Early microdissemination of tumour cells determines the prognosis of patients with apparently localised non-small cell lung cancer (NSCLC). Monoclonal antibodies to epithelial antigens can now be used to detect single carcinoma cells present in mesenchymal secondary organs such as bone marrow or lymph nodes. The present study was designed to obtain insights into the potential role of the immune system in lymphatic and haematogenous microdissemination of NSCLC cells. Using immunohistochemical staining of primary NSCLC, we assessed the expression pattern of molecules mediating an efficient cellular immune response, that is, MHC class I and class II antigens and the intercellular adhesion molecule-1 (ICAM-1). All 58 patients evaluated were staged as free of overt metastases by conventional clinico-pathological screening. Isolated tumour cells in bone marrow or lymph nodes were identified with mAb CK2 to cytokeratin component No. 18 and mAb BerEp-4 to glycoproteins of 34 and 39 kd present on epithelial cells, respectively.

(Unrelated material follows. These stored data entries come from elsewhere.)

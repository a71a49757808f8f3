//! Slot arena - stable handles over recycled storage
//!
//! Design: Objects live in a slot vector addressed by index. Freed slots are
//! threaded onto a free list and reused before the vector grows, so a handle
//! stays valid exactly as long as its object is live.

use super::header::ObjectHeader;
use crate::objects::{HeapData, ObjRef};

enum Slot {
    Live { header: ObjectHeader, data: HeapData },
    Free { next: Option<u32> },
}

/// Slot storage backing the heap
pub struct Arena {
    slots: Vec<Slot>,
    free_head: Option<u32>,
    live: usize,
    free: usize,
}

impl Arena {
    pub fn new() -> Self {
        Self {
            slots: Vec::with_capacity(256),
            free_head: None,
            live: 0,
            free: 0,
        }
    }

    /// Store an object, reusing a free slot when one exists
    pub fn insert(&mut self, header: ObjectHeader, data: HeapData) -> ObjRef {
        self.live += 1;
        match self.free_head {
            Some(idx) => {
                let slot = &mut self.slots[idx as usize];
                self.free_head = match slot {
                    Slot::Free { next } => *next,
                    Slot::Live { .. } => None,
                };
                *slot = Slot::Live { header, data };
                self.free -= 1;
                ObjRef::from_index(idx)
            }
            None => {
                let idx = self.slots.len() as u32;
                self.slots.push(Slot::Live { header, data });
                ObjRef::from_index(idx)
            }
        }
    }

    /// Release a live slot, returning what it held
    pub fn remove(&mut self, obj: ObjRef) -> Option<(ObjectHeader, HeapData)> {
        let slot = self.slots.get_mut(obj.index())?;
        if matches!(slot, Slot::Free { .. }) {
            return None;
        }
        let old = std::mem::replace(slot, Slot::Free { next: self.free_head });
        self.free_head = Some(obj.index() as u32);
        self.live -= 1;
        self.free += 1;
        match old {
            Slot::Live { header, data } => Some((header, data)),
            Slot::Free { .. } => None,
        }
    }

    #[inline]
    pub fn get(&self, obj: ObjRef) -> Option<(&ObjectHeader, &HeapData)> {
        match self.slots.get(obj.index())? {
            Slot::Live { header, data } => Some((header, data)),
            Slot::Free { .. } => None,
        }
    }

    #[inline]
    pub fn get_mut(&mut self, obj: ObjRef) -> Option<&mut HeapData> {
        match self.slots.get_mut(obj.index())? {
            Slot::Live { data, .. } => Some(data),
            Slot::Free { .. } => None,
        }
    }

    #[inline]
    pub fn header_mut(&mut self, obj: ObjRef) -> Option<&mut ObjectHeader> {
        match self.slots.get_mut(obj.index())? {
            Slot::Live { header, .. } => Some(header),
            Slot::Free { .. } => None,
        }
    }

    /// Handles of every live object, in slot order
    pub fn live_refs(&self) -> impl Iterator<Item = ObjRef> + '_ {
        self.slots.iter().enumerate().filter_map(|(idx, slot)| match slot {
            Slot::Live { .. } => Some(ObjRef::from_index(idx as u32)),
            Slot::Free { .. } => None,
        })
    }

    /// Headers of every live object
    pub fn headers_mut(&mut self) -> impl Iterator<Item = &mut ObjectHeader> + '_ {
        self.slots.iter_mut().filter_map(|slot| match slot {
            Slot::Live { header, .. } => Some(header),
            Slot::Free { .. } => None,
        })
    }

    #[inline]
    pub fn live_count(&self) -> usize {
        self.live
    }

    #[inline]
    pub fn free_count(&self) -> usize {
        self.free
    }
}

impl Default for Arena {
    fn default() -> Self {
        Self::new()
    }
}
//! Interpreter seam - the single operation consumed from the bytecode loop

use crate::allocator::Heap;
use crate::error::PmResult;
use crate::objects::ObjRef;

/// Invokes callables on behalf of the object model
///
/// Class instantiation uses this to run `__init__`. A bound method passed
/// as `callable` receives its `self` ahead of `args`.
pub trait Interpreter {
    fn call_function(&mut self, heap: &mut Heap, callable: ObjRef, args: &[ObjRef]) -> PmResult<ObjRef>;
}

MHC class I expression on primary tumours was reduced or absent in 6/10 (60.0%) patients with isolated cancer cells in lymph nodes as compared to 6/33 tumours (18.1%) without such tumour cell dissemination (P = 0.01). MHC class II molecules on primary tumours were detected in 1/10 (10.0%) patients with micrometastases to regional lymph nodes and in 10/33 (30.3%) patients without such a tumour cell spread. None of the 10 patients with nodal microdissemination expressed ICAM-1 on their primary NSCLC, while such expression was detectable in 12/33 (36.4%) patients without this dissemination (P = 0.01). In contrast, the detection of tumour cells in bone marrow was not correlated to the expression of any of these immunoregulatory molecules. Our data suggest that escape caused by deficient expression of MHC class I antigens and ICAM-1 on tumour cells may support homing or survival of disseminated tumour cells in lymphoid tissue.